RNA interference (RNAi) is a very attractive strategy for the treatment of human disease, however the therapeutic applicability of small-interfering RNAs (siRNAs) has been hampered by the inability to delivery siRNA to the disease site and the ineffective intracellular delivery of functional siRNAs to target cells in vivo. A focus of our laboratory is the design of LNP systems that are able to effectively deliver their contents intracellularly following systemic administration, thus enabling the therapeutic use of siRNA. The challenge in this work is to develop potent LNP systems that are well tolerated, able to evade the immune system and remain stable in the circulation.
Delivery of Plasmid DNA
Many diseases such as cancer, cystic fibrosis and sickle cell anemia are caused by mutations in genes resulting in nonfunctional protein.
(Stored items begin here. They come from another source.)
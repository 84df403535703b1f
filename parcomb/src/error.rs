//! Engine error types.
//!
//! A failed match is *not* an error: it is reported as
//! [`ParseOutcome::NoMatch`](crate::ParseOutcome::NoMatch) and drives
//! backtracking. The types here cover the conditions that abort a parse
//! outright ([`ParseError`]) and the ones that reject a rule table before it
//! is ever used ([`GrammarError`]).

use smartstring::alias::String;
use thiserror::Error;

/// A condition that aborts the whole parse.
///
/// `E` is the error type returned by the grammar's semantic handlers.
#[derive(Debug, Clone, PartialEq, Error)]
pub enum ParseError<E> {
    /// A semantic handler failed. No partial result survives.
    #[error("{0}")]
    Handler(E),

    /// Rule nesting went deeper than [`Limits::max_depth`](crate::Limits).
    #[error("recursion depth limit {limit} exceeded at byte {pos}")]
    DepthExceeded {
        /// The configured limit.
        limit: usize,
        /// Input position of the rule attempt that crossed it.
        pos: usize,
    },

    /// The parse made more rule attempts than
    /// [`Limits::max_attempts`](crate::Limits) allows.
    #[error("rule attempt limit {limit} exceeded at byte {pos}")]
    AttemptsExceeded { limit: usize, pos: usize },
}

/// A rule table that cannot be turned into a [`Grammar`](crate::Grammar).
#[derive(Debug, Clone, PartialEq, Eq, Error)]
pub enum GrammarError {
    #[error("rule {0} is defined more than once")]
    Duplicate(&'static str),

    #[error("rule {0} is not defined")]
    Missing(&'static str),

    #[error("terminal rule {0} must use a character recognizer")]
    TerminalShape(&'static str),

    #[error("non-terminal rule {0} cannot recognize a bare character")]
    RuleShape(&'static str),

    #[error("rule {0} has an empty sequence or alternation")]
    Empty(&'static str),

    #[error("invalid grammar: {0}")]
    Other(String),
}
Gene therapy using plasmid DNA has the potential of restoring these functions by re-introducing essential genes into the cell. This however has been largely unsuccessful and have proven problematic due to the potential risk of random disruption of the genome by viral carriers and the potential for immune stimulation. A focus in our lab is to develop and optimize LNPs to deliver plasmid DNA safely and effectively in vitro and in vivo as an alternative to viral delivery for gene therapy.
Delivery of Other Nucleic Acids
Because all nucleic acids (DNA and RNA) share similar properties and by applying our knowledge of LNP systems for the delivery of siRNA and plasmid DNA, our lab has recently been exploring the delivery of messenger RNA (mRNA) for gene therapy or microRNA (miRNA) for gene silencing and regulation.